Our Constitution forbids "cruel and unusual" punishment, but the Bush-Cheney cabal just moved people to other countries to avoid that little inconvenience.

But if there ever was a case for extraordinary rendition, it would certainly be that of "Reverend" Terry Jones of Florida.  Jones, a fundamentalist zealot, threatened to burn a copy of the Muslim Holy Book, the Koran, last September, but he withdrew that threat after a personal appeal from President Obama who wisely noted that such a provocation would place Americans abroad, such as members of the military, in harm's way.

A  couple of weeks ago Terry Jones rethought his threatened publicity stunt and put the Koran on trial in his church.  A "jury" of twelve ignorant crackers found the Koran guilty (of what, I do not know) and sentenced it to a good Christian burning.  The result:  a group of angry Afghan Muslims, unable to find any Americans to kill, settled on attacking a United Nations compound in Afghanistan and killing at least twelve people - including seven United Nations workers and four Nepalese guards.

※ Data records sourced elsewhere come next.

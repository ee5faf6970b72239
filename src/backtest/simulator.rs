//! Single-position replay over an aligned market
//!
//! State is either FLAT or LONG one symbol. Each bar the held symbol is checked
//! for an exit (stop, target, SELL), then optionally for a switch to a stronger
//! BUY elsewhere. When FLAT, the strongest BUY across symbols is entered unless
//! a post-stop cooldown is running. Equity only moves on realized exits unless
//! mark-to-market is enabled.

use chrono::{DateTime, Utc};
use serde::{Deserialize, Serialize};

use crate::backtest::alignment::AlignedMarket;
use crate::backtest::metrics::TradeRecord;
use crate::backtest::trajectory::TrajectoryAverage;
use crate::config::SimulationSettings;
use crate::execution::{ExecutionClient, Notifier};
use crate::models::{ExitReason, Signal, TradeSide};
use crate::risk::{Cooldown, ExitLevels, RiskLimits};

/// Simulation variants
#[derive(Debug, Clone)]
pub struct SimulationConfig {
    /// ATR stops/targets and the post-stop cooldown; `None` disables both
    pub risk: Option<RiskLimits>,
    pub cooldown_bars: usize,
    /// Share of the balance passed to the execution client per order
    pub position_fraction: f64,
    pub mark_to_market: bool,
    pub switching: bool,
}

impl Default for SimulationConfig {
    fn default() -> Self {
        Self {
            risk: None,
            cooldown_bars: 3,
            position_fraction: 0.5,
            mark_to_market: false,
            switching: false,
        }
    }
}

impl From<&SimulationSettings> for SimulationConfig {
    fn from(settings: &SimulationSettings) -> Self {
        Self {
            risk: settings.risk_management.then_some(RiskLimits {
                stop_multiplier: settings.stop_multiplier,
                target_multiplier: settings.target_multiplier,
            }),
            cooldown_bars: settings.cooldown_bars,
            position_fraction: settings.position_fraction,
            mark_to_market: settings.mark_to_market,
            switching: settings.switching,
        }
    }
}

/// The single open position
#[derive(Debug, Clone, Serialize, Deserialize)]
pub struct OpenPosition {
    pub symbol: String,
    #[serde(skip)]
    symbol_index: usize,
    pub entry_price: f64,
    pub entry_time: DateTime<Utc>,
    pub entry_bar: usize,
    pub levels: Option<ExitLevels>,
    /// Unrealized gain at every bar held, starting with 0 on the entry bar
    pub trajectory: Vec<f64>,
}

impl OpenPosition {
    pub fn unrealized_return(&self, price: f64) -> f64 {
        (price - self.entry_price) / self.entry_price
    }
}

#[derive(Debug, Clone)]
pub enum Position {
    Flat,
    Long(OpenPosition),
}

#[derive(Debug, Clone, Serialize, Deserialize)]
pub struct SimulationResult {
    pub timestamps: Vec<DateTime<Utc>>,
    /// Capital multiplier per bar, starting at 1.0
    pub equity_curve: Vec<f64>,
    pub trades: Vec<TradeRecord>,
    /// Held symbol per bar
    pub holdings: Vec<Option<String>>,
    pub win_trajectory: TrajectoryAverage,
    pub loss_trajectory: TrajectoryAverage,
    /// Position still open after the last bar (never force-closed)
    pub open_position: Option<OpenPosition>,
}

impl SimulationResult {
    pub fn final_equity(&self) -> f64 {
        self.equity_curve.last().copied().unwrap_or(1.0)
    }
}

pub struct Simulator {
    config: SimulationConfig,
}

impl Simulator {
    pub fn new(config: SimulationConfig) -> Self {
        Self { config }
    }

    pub fn config(&self) -> &SimulationConfig {
        &self.config
    }

    /// Replay every aligned bar; bar 0 only seeds the equity curve
    pub fn run(
        &self,
        market: &AlignedMarket,
        execution: &mut dyn ExecutionClient,
        notifier: &dyn Notifier,
    ) -> SimulationResult {
        let mut replay = Replay {
            config: &self.config,
            market,
            execution,
            notifier,
            capital: 1.0,
            position: Position::Flat,
            cooldown: Cooldown::new(self.config.cooldown_bars),
            trades: Vec::new(),
            wins: TrajectoryAverage::default(),
            losses: TrajectoryAverage::default(),
        };

        let mut equity_curve = Vec::with_capacity(market.len());
        let mut holdings = Vec::with_capacity(market.len());
        if !market.is_empty() {
            equity_curve.push(1.0);
            holdings.push(None);
        }

        for bar in 1..market.len() {
            equity_curve.push(replay.step(bar));
            holdings.push(match &replay.position {
                Position::Flat => None,
                Position::Long(pos) => Some(pos.symbol.clone()),
            });
        }

        let open_position = match replay.position {
            Position::Flat => None,
            Position::Long(pos) => Some(pos),
        };

        tracing::info!(
            "Simulation complete: {} bars, {} trades, capital {:.4}{}",
            market.len(),
            replay.trades.len(),
            replay.capital,
            if open_position.is_some() {
                " (position still open)"
            } else {
                ""
            }
        );

        SimulationResult {
            timestamps: market.timestamps.clone(),
            equity_curve,
            trades: replay.trades,
            holdings,
            win_trajectory: replay.wins,
            loss_trajectory: replay.losses,
            open_position,
        }
    }
}

struct Replay<'a> {
    config: &'a SimulationConfig,
    market: &'a AlignedMarket,
    execution: &'a mut dyn ExecutionClient,
    notifier: &'a dyn Notifier,
    capital: f64,
    position: Position,
    cooldown: Cooldown,
    trades: Vec<TradeRecord>,
    wins: TrajectoryAverage,
    losses: TrajectoryAverage,
}

impl Replay<'_> {
    /// Advance one bar and return its equity value
    fn step(&mut self, bar: usize) -> f64 {
        let mut pos = match std::mem::replace(&mut self.position, Position::Flat) {
            Position::Flat => {
                if !self.cooldown.tick() {
                    if let Some(candidate) = self.best_entry(bar, None, f64::NEG_INFINITY) {
                        self.open(candidate, bar);
                    }
                }
                return self.capital;
            }
            Position::Long(pos) => pos,
        };

        let price = self.market.symbols[pos.symbol_index].close(bar);
        let unrealized = pos.unrealized_return(price);
        pos.trajectory.push(unrealized);

        if let Some(reason) = self.exit_reason(&pos, bar, unrealized) {
            return match self.close(pos, bar, reason) {
                Ok(()) => self.capital,
                Err(pos) => self.keep(pos, unrealized),
            };
        }

        if self.config.switching {
            let held_strength = self.market.symbols[pos.symbol_index].decisions[bar].strength;
            if let Some(challenger) = self.best_entry(bar, Some(pos.symbol_index), held_strength) {
                return match self.close(pos, bar, ExitReason::Switch) {
                    Ok(()) => {
                        self.open(challenger, bar);
                        self.capital
                    }
                    Err(pos) => self.keep(pos, unrealized),
                };
            }
        }

        self.keep(pos, unrealized)
    }

    fn keep(&mut self, pos: OpenPosition, unrealized: f64) -> f64 {
        self.position = Position::Long(pos);
        if self.config.mark_to_market {
            self.capital * (1.0 + unrealized)
        } else {
            self.capital
        }
    }

    fn exit_reason(&self, pos: &OpenPosition, bar: usize, unrealized: f64) -> Option<ExitReason> {
        if let Some(levels) = &pos.levels {
            if let Err(reason) = levels.check(unrealized) {
                return Some(reason);
            }
        }
        let decision = self.market.symbols[pos.symbol_index].decisions[bar];
        (decision.signal == Signal::Sell).then_some(ExitReason::Signal)
    }

    /// Strongest BUY above `min_strength`; earlier symbols win ties
    fn best_entry(&self, bar: usize, exclude: Option<usize>, min_strength: f64) -> Option<usize> {
        let mut best: Option<(usize, f64)> = None;
        for (index, frame) in self.market.symbols.iter().enumerate() {
            if Some(index) == exclude {
                continue;
            }
            let decision = frame.decisions[bar];
            if decision.signal != Signal::Buy || decision.strength <= min_strength {
                continue;
            }
            if let Some(risk) = &self.config.risk {
                if risk.levels(frame.rows[bar].atr, frame.close(bar)).is_none() {
                    continue;
                }
            }
            if best.map_or(true, |(_, strength)| decision.strength > strength) {
                best = Some((index, decision.strength));
            }
        }
        best.map(|(index, _)| index)
    }

    fn open(&mut self, index: usize, bar: usize) {
        let frame = &self.market.symbols[index];
        let price = frame.close(bar);
        let levels = self
            .config
            .risk
            .as_ref()
            .and_then(|risk| risk.levels(frame.rows[bar].atr, price));

        if let Err(e) = self
            .execution
            .submit(&frame.symbol, TradeSide::Buy, self.config.position_fraction)
        {
            tracing::warn!("Buy order for {} failed, staying flat: {}", frame.symbol, e);
            return;
        }

        tracing::debug!("Opened {} @ {:.4} on bar {}", frame.symbol, price, bar);
        self.notifier
            .notify(&format!("BUY {} @ {:.4}", frame.symbol, price));

        self.position = Position::Long(OpenPosition {
            symbol: frame.symbol.clone(),
            symbol_index: index,
            entry_price: price,
            entry_time: self.market.timestamps[bar],
            entry_bar: bar,
            levels,
            trajectory: vec![0.0],
        });
    }

    /// Close the position; hands it back when the order fails
    fn close(
        &mut self,
        pos: OpenPosition,
        bar: usize,
        reason: ExitReason,
    ) -> Result<(), OpenPosition> {
        if let Err(e) = self
            .execution
            .submit(&pos.symbol, TradeSide::Sell, self.config.position_fraction)
        {
            tracing::warn!("Sell order for {} failed, still holding: {}", pos.symbol, e);
            return Err(pos);
        }

        let exit_price = self.market.symbols[pos.symbol_index].close(bar);
        let gain = pos.unrealized_return(exit_price);
        self.capital *= 1.0 + gain;

        if gain > 0.0 {
            self.wins.add(&pos.trajectory);
        } else {
            self.losses.add(&pos.trajectory);
        }
        if reason == ExitReason::StopLoss {
            self.cooldown.start();
        }

        tracing::debug!(
            "Closed {} @ {:.4} ({:+.2}%, {}) on bar {}",
            pos.symbol,
            exit_price,
            gain * 100.0,
            reason,
            bar
        );
        self.notifier.notify(&format!(
            "SELL {} @ {:.4} ({:+.2}%, {})",
            pos.symbol,
            exit_price,
            gain * 100.0,
            reason
        ));

        self.trades.push(TradeRecord {
            symbol: pos.symbol,
            entry_time: pos.entry_time,
            exit_time: self.market.timestamps[bar],
            entry_price: pos.entry_price,
            exit_price,
            gain,
            bars_held: bar - pos.entry_bar,
            exit_reason: reason,
        });
        Ok(())
    }
}
pub mod alignment;
pub mod metrics;
pub mod runner;
pub mod simulator;
pub mod synthetic;
pub mod trajectory;

pub use alignment::{AlignedMarket, SymbolFrame};
pub use metrics::{BacktestMetrics, TradeRecord};
pub use runner::{BacktestReport, Backtester};
pub use simulator::{OpenPosition, Position, SimulationConfig, SimulationResult, Simulator};
pub use synthetic::{MarketScenario, SyntheticDataGenerator};
pub use trajectory::{TrajectoryAverage, TRAJECTORY_BUCKETS};
use super::moving_average::{ema_of_defined, ema_series};

/// MACD line, signal line and histogram for one bar
#[derive(Debug, Clone, Copy, PartialEq)]
pub struct Macd {
    pub macd: f64,
    pub signal: f64,
    pub histogram: f64,
}

/// Moving Average Convergence Divergence
///
/// Returns the MACD line for every bar where the slow EMA is defined, and the
/// full triple once the signal EMA is also defined.
pub fn calculate_macd(
    closes: &[f64],
    fast: usize,
    slow: usize,
    signal: usize,
) -> (Vec<Option<f64>>, Vec<Option<Macd>>) {
    let fast_ema = ema_series(closes, fast);
    let slow_ema = ema_series(closes, slow);

    let line: Vec<Option<f64>> = fast_ema
        .iter()
        .zip(slow_ema.iter())
        .map(|(f, s)| Some((*f)? - (*s)?))
        .collect();
    let signal_line = ema_of_defined(&line, signal);

    let full = line
        .iter()
        .zip(signal_line.iter())
        .map(|(m, s)| {
            let (macd, signal) = ((*m)?, (*s)?);
            Some(Macd {
                macd,
                signal,
                histogram: macd - signal,
            })
        })
        .collect();

    (line, full)
}

#[cfg(test)]
mod tests {
    use super::*;

    #[test]
    fn test_macd_warmup() {
        let closes: Vec<f64> = (0..40).map(|i| 100.0 + i as f64).collect();
        let (line, full) = calculate_macd(&closes, 12, 26, 9);
        assert!(line[24].is_none());
        assert!(line[25].is_some());
        assert!(full[32].is_none());
        assert!(full[33].is_some());
    }

    #[test]
    fn test_macd_positive_in_uptrend() {
        let closes: Vec<f64> = (0..60).map(|i| 100.0 * 1.01f64.powi(i)).collect();
        let (_, full) = calculate_macd(&closes, 12, 26, 9);
        let last = full[59].unwrap();
        assert!(last.macd > 0.0);
        assert!((last.histogram - (last.macd - last.signal)).abs() < 1e-12);
    }
}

Terry Jones fashions himself as a man of peace.  In his case, and his case alone, I think extraordinary rendition would be totally appropriate.  Our government should grab this "man of God" and fly him to Afghanistan where he could stand on a street corner and tell the Afghanis why his Holy Book is better than theirs.  If Mr. Jones' God is the one true God, he should be able to proselytize in relative safety.  If not, oh well.

(As an afterthought, maybe Fred Phelps should be invited to go along and give Jones moral support!)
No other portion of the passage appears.